## WORK REQUEST
Which of the lines below include "flush"? Each one should be copied out.

## RECORDS SUPPLIED

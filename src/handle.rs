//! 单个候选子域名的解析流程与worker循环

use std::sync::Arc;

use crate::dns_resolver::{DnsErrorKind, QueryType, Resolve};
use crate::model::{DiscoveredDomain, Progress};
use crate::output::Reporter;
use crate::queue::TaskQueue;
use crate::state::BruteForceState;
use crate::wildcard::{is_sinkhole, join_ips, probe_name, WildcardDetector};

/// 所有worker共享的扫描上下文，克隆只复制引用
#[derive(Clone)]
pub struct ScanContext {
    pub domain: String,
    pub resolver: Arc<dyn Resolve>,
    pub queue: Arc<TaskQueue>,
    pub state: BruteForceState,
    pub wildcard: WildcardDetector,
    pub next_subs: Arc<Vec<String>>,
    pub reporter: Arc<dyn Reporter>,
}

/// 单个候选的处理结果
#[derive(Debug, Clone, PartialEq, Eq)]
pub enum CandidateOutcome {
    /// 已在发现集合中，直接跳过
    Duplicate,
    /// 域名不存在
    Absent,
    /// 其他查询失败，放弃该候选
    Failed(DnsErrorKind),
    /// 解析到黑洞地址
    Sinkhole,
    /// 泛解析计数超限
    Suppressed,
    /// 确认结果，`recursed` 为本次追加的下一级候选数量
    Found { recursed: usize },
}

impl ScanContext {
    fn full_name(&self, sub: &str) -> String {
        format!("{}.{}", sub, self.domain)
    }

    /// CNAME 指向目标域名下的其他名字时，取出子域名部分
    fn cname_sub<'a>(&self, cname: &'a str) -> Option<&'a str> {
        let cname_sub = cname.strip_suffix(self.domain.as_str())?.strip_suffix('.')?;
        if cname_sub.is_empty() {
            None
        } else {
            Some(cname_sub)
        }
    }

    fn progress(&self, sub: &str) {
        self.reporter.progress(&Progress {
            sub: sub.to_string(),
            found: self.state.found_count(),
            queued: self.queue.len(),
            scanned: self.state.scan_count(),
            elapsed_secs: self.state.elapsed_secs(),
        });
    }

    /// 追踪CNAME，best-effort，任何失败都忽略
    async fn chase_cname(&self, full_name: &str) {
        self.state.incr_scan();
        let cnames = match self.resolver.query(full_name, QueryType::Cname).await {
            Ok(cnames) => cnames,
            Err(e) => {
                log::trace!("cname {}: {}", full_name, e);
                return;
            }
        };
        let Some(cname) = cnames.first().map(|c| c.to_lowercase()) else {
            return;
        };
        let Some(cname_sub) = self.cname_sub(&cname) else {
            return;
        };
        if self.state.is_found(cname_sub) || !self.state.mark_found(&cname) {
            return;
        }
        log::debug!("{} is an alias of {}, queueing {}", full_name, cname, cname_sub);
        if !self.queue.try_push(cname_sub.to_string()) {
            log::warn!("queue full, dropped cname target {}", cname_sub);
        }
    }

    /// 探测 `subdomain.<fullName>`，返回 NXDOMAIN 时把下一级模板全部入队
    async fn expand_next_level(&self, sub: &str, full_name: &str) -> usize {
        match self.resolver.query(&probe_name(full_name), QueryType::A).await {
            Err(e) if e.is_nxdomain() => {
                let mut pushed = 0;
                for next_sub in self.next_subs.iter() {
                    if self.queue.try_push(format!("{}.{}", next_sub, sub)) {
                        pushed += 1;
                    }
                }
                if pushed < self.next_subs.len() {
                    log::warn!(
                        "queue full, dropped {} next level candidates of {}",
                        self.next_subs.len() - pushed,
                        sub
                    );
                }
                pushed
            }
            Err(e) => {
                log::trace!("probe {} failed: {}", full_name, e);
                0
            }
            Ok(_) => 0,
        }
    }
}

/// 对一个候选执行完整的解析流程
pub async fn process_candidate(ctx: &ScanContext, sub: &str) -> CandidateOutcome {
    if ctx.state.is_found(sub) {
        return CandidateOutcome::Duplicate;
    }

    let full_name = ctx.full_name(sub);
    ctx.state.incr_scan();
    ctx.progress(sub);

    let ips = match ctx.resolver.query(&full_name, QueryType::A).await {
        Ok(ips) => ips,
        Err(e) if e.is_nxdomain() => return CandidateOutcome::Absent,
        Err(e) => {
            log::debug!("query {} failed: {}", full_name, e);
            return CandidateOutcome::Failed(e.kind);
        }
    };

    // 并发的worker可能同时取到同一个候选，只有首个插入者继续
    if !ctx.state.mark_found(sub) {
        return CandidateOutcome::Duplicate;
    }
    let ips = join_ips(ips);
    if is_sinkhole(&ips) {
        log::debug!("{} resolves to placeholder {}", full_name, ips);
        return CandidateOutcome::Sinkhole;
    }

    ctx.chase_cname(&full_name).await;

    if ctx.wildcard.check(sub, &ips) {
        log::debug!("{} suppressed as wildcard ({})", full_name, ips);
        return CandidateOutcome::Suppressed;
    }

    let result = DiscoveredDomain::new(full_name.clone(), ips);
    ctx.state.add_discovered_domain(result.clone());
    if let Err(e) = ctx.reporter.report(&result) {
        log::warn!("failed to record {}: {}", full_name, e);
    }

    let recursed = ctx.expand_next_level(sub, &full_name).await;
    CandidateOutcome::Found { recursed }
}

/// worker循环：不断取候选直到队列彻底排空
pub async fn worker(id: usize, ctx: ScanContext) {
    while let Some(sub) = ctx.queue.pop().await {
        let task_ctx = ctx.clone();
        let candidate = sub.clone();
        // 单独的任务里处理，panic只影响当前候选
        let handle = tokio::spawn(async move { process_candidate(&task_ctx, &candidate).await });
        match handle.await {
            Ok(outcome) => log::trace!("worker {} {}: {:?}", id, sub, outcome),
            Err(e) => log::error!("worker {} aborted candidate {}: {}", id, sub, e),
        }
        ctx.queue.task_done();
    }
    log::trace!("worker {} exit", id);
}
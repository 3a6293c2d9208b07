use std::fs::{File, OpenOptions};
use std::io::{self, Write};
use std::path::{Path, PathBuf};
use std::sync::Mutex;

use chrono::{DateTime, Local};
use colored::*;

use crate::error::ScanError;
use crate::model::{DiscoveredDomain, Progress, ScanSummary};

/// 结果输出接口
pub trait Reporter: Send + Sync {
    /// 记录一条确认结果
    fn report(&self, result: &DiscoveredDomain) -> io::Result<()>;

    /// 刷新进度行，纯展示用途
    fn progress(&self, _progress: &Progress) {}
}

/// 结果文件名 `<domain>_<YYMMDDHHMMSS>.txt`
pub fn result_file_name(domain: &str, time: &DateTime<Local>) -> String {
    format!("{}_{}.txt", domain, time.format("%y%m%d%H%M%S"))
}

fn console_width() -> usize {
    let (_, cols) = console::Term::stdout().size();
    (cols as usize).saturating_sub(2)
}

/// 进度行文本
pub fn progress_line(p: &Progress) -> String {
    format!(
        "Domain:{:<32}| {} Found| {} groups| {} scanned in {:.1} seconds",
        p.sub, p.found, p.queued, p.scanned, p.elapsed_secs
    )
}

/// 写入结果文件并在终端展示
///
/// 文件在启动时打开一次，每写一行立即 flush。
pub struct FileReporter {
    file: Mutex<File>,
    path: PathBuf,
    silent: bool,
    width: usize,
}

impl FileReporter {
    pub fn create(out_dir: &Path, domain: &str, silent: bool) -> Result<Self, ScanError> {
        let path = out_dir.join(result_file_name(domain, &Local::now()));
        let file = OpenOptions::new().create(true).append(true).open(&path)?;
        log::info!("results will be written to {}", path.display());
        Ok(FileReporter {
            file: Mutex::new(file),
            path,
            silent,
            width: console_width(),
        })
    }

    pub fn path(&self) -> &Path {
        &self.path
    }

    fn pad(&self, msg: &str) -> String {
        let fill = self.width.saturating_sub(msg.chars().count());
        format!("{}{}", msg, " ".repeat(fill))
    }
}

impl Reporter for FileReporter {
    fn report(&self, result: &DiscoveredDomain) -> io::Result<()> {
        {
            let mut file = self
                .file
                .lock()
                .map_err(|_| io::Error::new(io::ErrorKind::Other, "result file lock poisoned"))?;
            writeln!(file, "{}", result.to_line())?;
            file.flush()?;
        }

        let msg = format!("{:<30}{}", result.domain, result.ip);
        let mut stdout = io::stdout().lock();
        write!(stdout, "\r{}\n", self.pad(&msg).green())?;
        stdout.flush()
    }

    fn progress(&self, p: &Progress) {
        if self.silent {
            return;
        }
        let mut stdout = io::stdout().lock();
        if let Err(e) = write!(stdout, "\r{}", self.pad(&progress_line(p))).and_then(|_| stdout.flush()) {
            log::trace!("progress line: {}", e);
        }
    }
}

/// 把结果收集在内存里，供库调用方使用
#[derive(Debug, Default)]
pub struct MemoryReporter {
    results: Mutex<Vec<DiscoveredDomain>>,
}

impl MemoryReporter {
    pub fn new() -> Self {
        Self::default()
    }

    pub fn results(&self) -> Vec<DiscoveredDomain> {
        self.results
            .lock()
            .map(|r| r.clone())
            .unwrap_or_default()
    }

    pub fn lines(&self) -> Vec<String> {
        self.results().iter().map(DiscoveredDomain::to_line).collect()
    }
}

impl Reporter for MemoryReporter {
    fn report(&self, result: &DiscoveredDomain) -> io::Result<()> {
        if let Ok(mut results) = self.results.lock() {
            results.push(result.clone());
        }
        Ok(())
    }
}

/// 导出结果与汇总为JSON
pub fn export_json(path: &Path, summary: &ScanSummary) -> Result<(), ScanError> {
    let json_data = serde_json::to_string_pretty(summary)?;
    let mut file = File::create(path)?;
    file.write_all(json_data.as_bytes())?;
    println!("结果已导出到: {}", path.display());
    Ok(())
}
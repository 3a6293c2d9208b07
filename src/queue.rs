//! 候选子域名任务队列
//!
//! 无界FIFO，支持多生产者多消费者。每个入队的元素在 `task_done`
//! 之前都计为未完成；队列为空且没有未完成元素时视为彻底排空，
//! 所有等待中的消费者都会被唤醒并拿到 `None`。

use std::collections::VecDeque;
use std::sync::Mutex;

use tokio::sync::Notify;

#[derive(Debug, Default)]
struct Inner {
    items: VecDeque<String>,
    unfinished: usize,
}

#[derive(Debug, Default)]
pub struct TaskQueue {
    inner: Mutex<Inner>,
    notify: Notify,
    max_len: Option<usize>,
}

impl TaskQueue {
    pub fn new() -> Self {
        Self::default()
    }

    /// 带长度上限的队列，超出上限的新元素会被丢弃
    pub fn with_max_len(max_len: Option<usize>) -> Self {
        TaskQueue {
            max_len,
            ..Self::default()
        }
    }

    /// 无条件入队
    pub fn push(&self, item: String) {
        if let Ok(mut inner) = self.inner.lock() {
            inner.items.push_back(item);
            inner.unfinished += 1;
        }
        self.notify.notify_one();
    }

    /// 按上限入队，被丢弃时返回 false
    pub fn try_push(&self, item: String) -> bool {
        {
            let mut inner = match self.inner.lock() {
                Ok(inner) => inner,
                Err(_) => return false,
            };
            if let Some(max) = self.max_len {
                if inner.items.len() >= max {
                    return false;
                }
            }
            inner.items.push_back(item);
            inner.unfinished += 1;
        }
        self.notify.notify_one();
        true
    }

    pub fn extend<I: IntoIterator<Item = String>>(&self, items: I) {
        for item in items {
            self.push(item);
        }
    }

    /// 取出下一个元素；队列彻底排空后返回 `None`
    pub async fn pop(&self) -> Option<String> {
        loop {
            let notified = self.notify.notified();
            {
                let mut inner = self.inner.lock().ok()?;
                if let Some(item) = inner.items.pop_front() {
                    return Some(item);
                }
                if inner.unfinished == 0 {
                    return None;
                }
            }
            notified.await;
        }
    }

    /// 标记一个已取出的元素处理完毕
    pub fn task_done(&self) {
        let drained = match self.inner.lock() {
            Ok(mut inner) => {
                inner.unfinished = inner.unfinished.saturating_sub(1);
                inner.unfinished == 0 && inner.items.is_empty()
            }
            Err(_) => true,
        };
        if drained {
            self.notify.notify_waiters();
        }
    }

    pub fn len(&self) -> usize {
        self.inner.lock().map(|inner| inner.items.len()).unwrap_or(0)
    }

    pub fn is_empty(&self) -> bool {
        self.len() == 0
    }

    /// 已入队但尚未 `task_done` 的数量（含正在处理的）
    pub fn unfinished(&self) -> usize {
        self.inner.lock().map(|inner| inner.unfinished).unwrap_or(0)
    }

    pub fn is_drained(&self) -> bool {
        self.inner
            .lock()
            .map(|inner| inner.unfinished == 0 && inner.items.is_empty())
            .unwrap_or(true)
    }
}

## EXPECTED ANSWER
/// 文件在启动时打开一次，每写一行立即 flush。
            file.flush()?;
        stdout.flush()
        if let Err(e) = write!(stdout, "\r{}", self.pad(&progress_line(p))).and_then(|_| stdout.flush()) {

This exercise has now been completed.